A new poll released by the city's Chamber of Commerce found that a whopping 40% of residents are planning to leave the city over the next few years due to a rapidly deteriorating quality of life.

Among the greatest concerns for residents are rampant crime and homelessness, the poll found. Residents don't feel safe in the city and don't trust local officials to make any positive changes.

"For the second year in a row, 70% of residents feel that the quality of life in San Francisco has declined," the chamber wrote in a news release about the survey. "Considered in light of the pandemic, these views are somewhat unsurprising.
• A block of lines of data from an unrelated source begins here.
//! Time abstraction traits for platform-agnostic timing.
//!
//! The interface never reads a hardware clock itself. It asks a [`TimeSource`]
//! for the current [`TimeInstant`] and measures press durations and inactivity
//! with [`TimeInstant::duration_since`], so a wrapping counter works as long as
//! its `duration_since` is wraparound-safe.

/// Trait for abstracting time sources.
pub trait TimeSource<I: TimeInstant> {
    /// Returns the current time instant.
    fn now(&self) -> I;
}

/// Trait abstraction for duration types.
pub trait TimeDuration: Copy + PartialEq {
    /// Zero duration constant.
    const ZERO: Self;

    /// Converts duration to milliseconds.
    fn as_millis(&self) -> u64;

    /// Creates duration from milliseconds.
    fn from_millis(millis: u64) -> Self;

    /// Returns true for the zero duration.
    #[inline]
    fn is_zero(&self) -> bool {
        self.as_millis() == 0
    }
}

/// Trait abstraction for instant types.
pub trait TimeInstant: Copy {
    /// Duration type for this instant.
    type Duration: TimeDuration;

    /// Calculates duration since an earlier instant.
    fn duration_since(&self, earlier: Self) -> Self::Duration;
}

/// Millisecond duration matching [`MillisInstant`].
#[derive(Debug, Clone, Copy, PartialEq, Eq, PartialOrd, Ord, Default)]
#[cfg_attr(feature = "defmt", derive(defmt::Format))]
pub struct MillisDuration(pub u32);

impl TimeDuration for MillisDuration {
    const ZERO: Self = MillisDuration(0);

    fn as_millis(&self) -> u64 {
        self.0 as u64
    }

    /// Saturates at `u32::MAX` milliseconds (about 49.7 days).
    fn from_millis(millis: u64) -> Self {
        MillisDuration(u32::try_from(millis).unwrap_or(u32::MAX))
    }
}

/// A free-running 32-bit millisecond counter value.
///
/// This is the shape of the usual `millis()` tick counter found on small
/// microcontrollers. It wraps after roughly 49.7 days; [`duration_since`]
/// uses wrapping subtraction so intervals spanning the wrap stay correct.
///
/// [`duration_since`]: TimeInstant::duration_since
#[derive(Debug, Clone, Copy, PartialEq, Eq, Default)]
#[cfg_attr(feature = "defmt", derive(defmt::Format))]
pub struct MillisInstant(pub u32);

impl MillisInstant {
    /// Returns the raw counter value.
    #[inline]
    pub fn as_millis(&self) -> u32 {
        self.0
    }
}

impl TimeInstant for MillisInstant {
    type Duration = MillisDuration;

    fn duration_since(&self, earlier: Self) -> Self::Duration {
        MillisDuration(self.0.wrapping_sub(earlier.0))
    }
}
#![cfg_attr(not(feature = "std"), no_std)]
#![doc = include_str!("../README.md")]

//! # Core Concepts
//!
//! - **`OperatorInterface`**: Interprets button edges and a selector byte as mode changes and address/value entry
//! - **`InterfaceBuilder`**: Assembles an interface from mode handlers and a revert interval
//! - **`ModeHandler`**: Trait to implement for each operating mode of your device
//! - **`EventOutcome`**: What a button release did
//! - **`InterfaceState`**: Whether an address is awaiting its value
//! - **`ButtonEvent`**: A typed press or release edge
//! - **`TimeSource`**: Trait to implement for your timing system
//! - **`MillisInstant`**: Ready-made wrapping 32-bit millisecond instant
//!
//! A release after a press held for at least [`LONG_PRESS_THRESHOLD_MS`] is a
//! long press and enters an address. Anything shorter enters the value for a
//! pending address or, with none pending, cycles the mode.

// This must go first so the logging macros are visible to the other modules.
mod fmt;

pub mod time;
pub mod types;
pub mod handler;
pub mod event;
pub mod interface;

pub use event::ButtonEvent;
pub use handler::ModeHandler;
pub use interface::{
    DEFAULT_REVERT_INTERVAL_MS, InterfaceBuilder, LONG_PRESS_THRESHOLD_MS, OperatorInterface,
};
pub use time::{MillisDuration, MillisInstant, TimeDuration, TimeInstant, TimeSource};
pub use types::{EventOutcome, InterfaceError, InterfaceState};
mod authentication;
pub mod config;
mod data_formats;
mod db_helpers;
mod errors;
mod handlers;
pub mod models;
pub mod notifications;
mod redirects;
mod uploads;

use anyhow::Context;
pub use anyhow::Result;
use axum::http::StatusCode;
use axum::{routing::*, Extension, Json, Router};
use config::Config;
pub use data_formats::*;
use handlers::*;
use log::LevelFilter;
use notifications::{MailTransport, Notifier};
use sqlx::sqlite::{SqliteConnectOptions, SqlitePoolOptions};
use sqlx::{migrate::MigrateDatabase, ConnectOptions, Sqlite, SqlitePool};
use std::{
    net::{SocketAddr, TcpListener},
    str::FromStr,
    sync::Arc,
    time::Duration,
};
pub type JsonResponse<T> = (StatusCode, Json<T>);

/// Everything a request handler needs, built once at startup.
#[derive(Debug)]
pub struct AppContext {
    pub pool: SqlitePool,
    pub config: Config,
    pub notifier: Notifier,
}

impl AppContext {
    pub fn new(pool: SqlitePool, config: Config, transport: Arc<dyn MailTransport>) -> Arc<Self> {
        let notifier = Notifier::new(transport, &config.site_url);
        Arc::new(AppContext {
            pool,
            config,
            notifier,
        })
    }
}

pub async fn run_app(app: Router, address: SocketAddr, ctx: Arc<AppContext>) -> Result<()> {
    let app = app.layer(Extension(ctx));
    axum::Server::bind(&address)
        .serve(app.into_make_service())
        .await?;
    Ok(())
}

pub async fn init_db(db_url: &str, slow_query_threshold_ms: u64) -> Result<SqlitePool> {
    if !Sqlite::database_exists(db_url).await.unwrap_or(false) {
        tracing::info!(db_url, "creating database");
        Sqlite::create_database(db_url)
            .await
            .context("Failed to create database")?;
    } else {
        tracing::debug!(db_url, "database already exists");
    }
    let mut options = SqliteConnectOptions::from_str(db_url)
        .context("Invalid DATABASE_URL")?
        .foreign_keys(true);
    options.log_slow_statements(
        LevelFilter::Warn,
        Duration::from_millis(slow_query_threshold_ms),
    );
    let pool = SqlitePoolOptions::new().connect_with(options).await?;
    tracing::info!("running migrations");
    sqlx::migrate!("./migrations")
        .run(&pool)
        .await
        .context("Failed to run migrations")?;
    tracing::info!("migrations completed");
    Ok(pool)
}

/// Creates the upload directory and, when a password is configured, the
/// admin account.
pub async fn bootstrap(ctx: &AppContext) -> Result<()> {
    tokio::fs::create_dir_all(&ctx.config.upload_path)
        .await
        .with_context(|| {
            format!(
                "Failed to create upload folder {}",
                ctx.config.upload_path.display()
            )
        })?;
    if let Some(password) = &ctx.config.admin_password {
        db_helpers::ensure_admin_in_db(&ctx.pool, &ctx.config.admin_username, password.clone())
            .await
            .context("Failed to initialize the administrator account")?;
    }
    Ok(())
}

pub fn get_random_free_port() -> (u16, SocketAddr) {
    let listener = TcpListener::bind("localhost:0").unwrap();
    match listener.local_addr() {
        Ok(addr) => (addr.port(), addr),
        Err(_) => panic!("Could not get a free port"),
    }
}

pub fn make_router() -> Router {
    Router::new()
        .route("/check_health", get(alive))
        // ----------------- Blog -----------------
        .route("/", get(blog::index))
        .route("/about", get(blog::about))
        .route("/sidebar", get(blog::sidebar))
        .route("/category/:category_id", get(blog::show_category))
        .route(
            "/post/:post_id",
            get(blog::show_post).post(blog::submit_comment),
        )
        .route("/reply/comment/:comment_id", get(blog::reply_comment))
        .route("/change-theme/:theme_name", get(blog::change_theme))
        .route("/uploads/:filename", get(blog::get_image))
        // ----------------- Auth -----------------
        .route("/auth/login", post(auth::login))
        .route("/auth/logout", get(auth::logout))
        // ----------------- Admin -----------------
        .route(
            "/admin/settings",
            get(admin::settings).post(admin::update_settings),
        )
        .route("/admin/post/manage", get(admin::manage_posts))
        .route("/admin/post/new", post(admin::new_post))
        .route(
            "/admin/post/:post_id/edit",
            get(admin::post_form).post(admin::edit_post),
        )
        .route("/admin/post/:post_id/delete", post(admin::delete_post))
        .route("/admin/post/:post_id/set-comment", post(admin::set_comment))
        .route("/admin/comment/manage", get(admin::manage_comments))
        .route("/admin/comment/approve", post(admin::approve_all_comments))
        .route(
            "/admin/comment/:comment_id/approve",
            post(admin::approve_comment),
        )
        .route(
            "/admin/comment/:comment_id/delete",
            post(admin::delete_comment),
        )
        .route("/admin/category/manage", get(admin::manage_categories))
        .route("/admin/category/new", post(admin::new_category))
        .route(
            "/admin/category/:category_id/edit",
            post(admin::edit_category),
        )
        .route(
            "/admin/category/:category_id/delete",
            post(admin::delete_category),
        )
        .route("/admin/link/manage", get(admin::manage_links))
        .route("/admin/link/new", post(admin::new_link))
        .route("/admin/link/:link_id/edit", post(admin::edit_link))
        .route("/admin/link/:link_id/delete", post(admin::delete_link))
        .route("/admin/upload", post(admin::upload_image))
        .fallback(not_found)
}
However, what stands out in the polling results is the strikingly high and consistent number of respondents who now view homeless and crime as the leading problems facing the City.

"Roughly 88% see homelessness as having worsened in recent years, and an overwhelming 80% see addressing this homelessness crisis as a high priority," the chamber noted.

In a direct rebuke to the progressive city's defund the police efforts, 76% of respondents also said that increasing the number of police officers in high-crime neighborhoods should be a top priority.

One former resident who just finished moving away from San Francisco to Palm Springs, Florida, over the weekend spoke precisely to those issues in conversation with KPIX-TV.

"There's nothing worse than seeing such a beautiful place in such disarray, and I really thought I was going to be sad when the movers loaded up the last container on Saturday, and I have never been more relieved," Lindsay Stevens said.

"I honestly think in the last three years, we've seen a massive decline in the quality of life, and that was only enhanced over COVID," she added. "The homelessness has been a severe problem, people are not feeling safe walking their dog ... the number of break-ins seems to be constantly on the rise."

Another resident, 24-year-old Minku Lee, told the news outlet, "I think safety is a huge concern, even two years ago when I initially moved back to the city, I never viewed certain neighborhoods as necessarily unsafe."

He recalled how just in the last week he had been victimized by a homeless man while heading to happy hour on 3rd Street near Oracle Park with a group of friends.

"He said a slur, too, forcibly pushed me over, slash tripped me, really startled by the incident," Lee reported.

The pending mass exodus from San Francisco has actually been underway for a couple of years. In April, TheBlaze reported that of all the major U.S. cities, San Francisco topped the charts for losing the most residents in 2019 and 2020 — a great many of them moving to Florida or Texas.